Afterward, UC Santa Cruz Chancellor George Blumenthal backed a proposed state law that would limit activists' access to public information about animal experiments. Blumenthal called acts against animal researchers "the greatest threat to academic freedom that I've seen in the history of this campus."
Activists say researchers drill holes into the skulls of monkeys and cats in pursuit of esoteric discoveries that will never help anyone.
But scientists say every effort is made to minimize the suffering of animals used in experiments. Rigorous government and university regulations provide detailed protocols for the humane treatment of lab animals. And scientists must show they have exhausted all other options to obtain data before they turn to animals as test subjects.

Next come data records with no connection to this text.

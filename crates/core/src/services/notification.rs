//! Notification service.

use agrex_common::{AppError, AppResult, IdGenerator};
use agrex_db::{
    entities::notification::{self, NotificationType},
    repositories::NotificationRepository,
};
use sea_orm::Set;

/// Notification service for business logic.
#[derive(Clone)]
pub struct NotificationService {
    notification_repo: NotificationRepository,
    id_gen: IdGenerator,
}

impl NotificationService {
    /// Create a new notification service.
    #[must_use]
    pub const fn new(notification_repo: NotificationRepository) -> Self {
        Self {
            notification_repo,
            id_gen: IdGenerator::new(),
        }
    }

    /// Store a notification for a user.
    pub async fn notify(
        &self,
        user_id: &str,
        notification_type: NotificationType,
        title: &str,
        message: &str,
        post_id: Option<&str>,
        deal_id: Option<&str>,
    ) -> AppResult<notification::Model> {
        let model = notification::ActiveModel {
            id: Set(self.id_gen.generate()),
            user_id: Set(user_id.to_string()),
            notification_type: Set(notification_type),
            title: Set(title.to_string()),
            message: Set(message.to_string()),
            post_id: Set(post_id.map(String::from)),
            deal_id: Set(deal_id.map(String::from)),
            is_read: Set(false),
            created_at: Set(chrono::Utc::now().into()),
        };

        let created = self.notification_repo.create(model).await?;

        tracing::debug!(
            user_id = %user_id,
            kind = notification_type.as_str(),
            "Notification created"
        );

        Ok(created)
    }

    /// Like [`Self::notify`], but a failure is logged instead of returned.
    ///
    /// Used after a state change has been committed.
    pub async fn notify_best_effort(
        &self,
        user_id: &str,
        notification_type: NotificationType,
        title: &str,
        message: &str,
        post_id: Option<&str>,
        deal_id: Option<&str>,
    ) {
        if let Err(e) = self
            .notify(user_id, notification_type, title, message, post_id, deal_id)
            .await
        {
            tracing::warn!(
                error = %e,
                user_id = %user_id,
                kind = notification_type.as_str(),
                "Failed to store notification"
            );
        }
    }

    /// Get notifications for a user.
    pub async fn list(
        &self,
        user_id: &str,
        limit: u64,
        until_id: Option<&str>,
        unread_only: bool,
    ) -> AppResult<Vec<notification::Model>> {
        self.notification_repo
            .find_by_user(user_id, limit, until_id, unread_only)
            .await
    }

    /// Mark one of the user's own notifications as read.
    pub async fn mark_read(&self, user_id: &str, notification_id: &str) -> AppResult<()> {
        let rows = self
            .notification_repo
            .mark_as_read(notification_id, user_id)
            .await?;

        if rows == 0 {
            return Err(AppError::NotFound(format!(
                "Notification {notification_id} not found"
            )));
        }
        Ok(())
    }

    /// Mark all of a user's notifications as read.
    pub async fn mark_all_read(&self, user_id: &str) -> AppResult<u64> {
        self.notification_repo.mark_all_as_read(user_id).await
    }

    /// Count unread notifications.
    pub async fn count_unread(&self, user_id: &str) -> AppResult<u64> {
        self.notification_repo.count_unread(user_id).await
    }
}
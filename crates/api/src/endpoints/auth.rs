//! Authentication and account endpoints.

use agrex_common::AppResult;
use agrex_core::{SignupInput, UpdateProfileInput};
use agrex_db::entities::{
    user::{self, UserRole, VerificationStatus},
    user_profile,
};
use axum::{Json, Router, extract::State, routing::post};
use serde::{Deserialize, Serialize};

use crate::{
    extractors::AuthUser,
    middleware::AppState,
    response::{Ack, ApiResponse},
};

/// Public view of an account.
#[derive(Serialize)]
#[serde(rename_all = "camelCase")]
pub struct UserResponse {
    pub id: String,
    pub username: String,
    pub name: Option<String>,
    pub role: UserRole,
    pub verification_status: VerificationStatus,
    pub created_at: String,
}

impl From<user::Model> for UserResponse {
    fn from(u: user::Model) -> Self {
        Self {
            id: u.id,
            username: u.username,
            name: u.name,
            role: u.role,
            verification_status: u.verification_status,
            created_at: u.created_at.to_rfc3339(),
        }
    }
}

/// The caller's own account with contact details.
#[derive(Serialize)]
#[serde(rename_all = "camelCase")]
pub struct MeResponse {
    #[serde(flatten)]
    pub user: UserResponse,
    pub phone: Option<String>,
    pub email: Option<String>,
    pub village: Option<String>,
    pub district: Option<String>,
    pub state: Option<String>,
}

impl MeResponse {
    fn new(user: user::Model, profile: user_profile::Model) -> Self {
        Self {
            user: user.into(),
            phone: profile.phone,
            email: profile.email,
            village: profile.village,
            district: profile.district,
            state: profile.state,
        }
    }
}

/// Returned by signup and signin. The only place a token is exposed.
#[derive(Serialize)]
#[serde(rename_all = "camelCase")]
pub struct SessionResponse {
    #[serde(flatten)]
    pub user: UserResponse,
    pub token: String,
}

impl From<user::Model> for SessionResponse {
    fn from(mut u: user::Model) -> Self {
        let token = u.token.take().unwrap_or_default();
        Self {
            user: u.into(),
            token,
        }
    }
}

/// Signin request.
#[derive(Debug, Deserialize)]
#[serde(rename_all = "camelCase")]
pub struct SigninRequest {
    pub username: String,
    pub password: String,
}

/// Create a new farmer or buyer account.
async fn signup(
    State(state): State<AppState>,
    Json(req): Json<SignupInput>,
) -> AppResult<ApiResponse<SessionResponse>> {
    let (user, _profile) = state.user_service.signup(req).await?;
    Ok(ApiResponse::ok(user.into()))
}

/// Sign in to an existing account.
async fn signin(
    State(state): State<AppState>,
    Json(req): Json<SigninRequest>,
) -> AppResult<ApiResponse<SessionResponse>> {
    let user = state
        .user_service
        .signin(&req.username, &req.password)
        .await?;
    Ok(ApiResponse::ok(user.into()))
}

/// Sign out by rotating the current token.
async fn signout(
    AuthUser(user): AuthUser,
    State(state): State<AppState>,
) -> AppResult<ApiResponse<Ack>> {
    state.user_service.signout(&user).await?;
    Ok(ApiResponse::ack())
}

/// The caller's account.
async fn me(
    AuthUser(user): AuthUser,
    State(state): State<AppState>,
) -> AppResult<ApiResponse<MeResponse>> {
    let profile = state.user_service.get_profile(&user.id).await?;
    Ok(ApiResponse::ok(MeResponse::new(user, profile)))
}

/// Update the caller's name and contact details.
async fn update_me(
    AuthUser(user): AuthUser,
    State(state): State<AppState>,
    Json(req): Json<UpdateProfileInput>,
) -> AppResult<ApiResponse<MeResponse>> {
    let (user, profile) = state.user_service.update_profile(&user, req).await?;
    Ok(ApiResponse::ok(MeResponse::new(user, profile)))
}

pub fn router() -> Router<AppState> {
    Router::new()
        .route("/signup", post(signup))
        .route("/signin", post(signin))
        .route("/signout", post(signout))
        .route("/i", post(me))
        .route("/i/update", post(update_me))
}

In Kordower's work, drugs are used to induce symptoms of Parkinson's in monkeys, which are then given experimental treatments. Afterward, the monkeys are anesthetized and killed and their brains dissected. The research, says Kordower, director of neurobiology at Rush University in Chicago, has led to clinical trials for promising genetic therapies to treat Parkinson's.
Kordower has not faced attacks or protests. University of Utah neuroscientist Audie Leventhal has.
The Animal Liberation Front claimed responsibility for dousing a home owned by Leventhal with glass-eating acid and covering it with animal rights slogans. Leventhal estimated the damage at $20,000. At another home, the group claimed responsibility for putting glue in the house's locks and pouring salt to destroy the front lawn.
Leventhal said he will never abandon his research into the effects of aging on the brain. In Leventhal's experiments, anesthetized monkeys are paralyzed, put on life support and shown flashing patterns on a screen as implanted sensors measure brain activity.
"Even if I retire, I'm going to tell them I didn't retire," said the 56-year-old scientist. "There's no way they're winning."
Still, he said, he has mostly been living out of state since the protests began two years ago. He said he refuses to teach classes to avoid having a fixed time and place where activists can find him. His wife got so scared after activists scaled the gate at their home in a Salt Lake City suburb that she bought a gun, Leventhal said.
"I can see what they've done to me -- if it gets enough publicity -- preventing people with half a brain in graduate school from doing what I do," he said.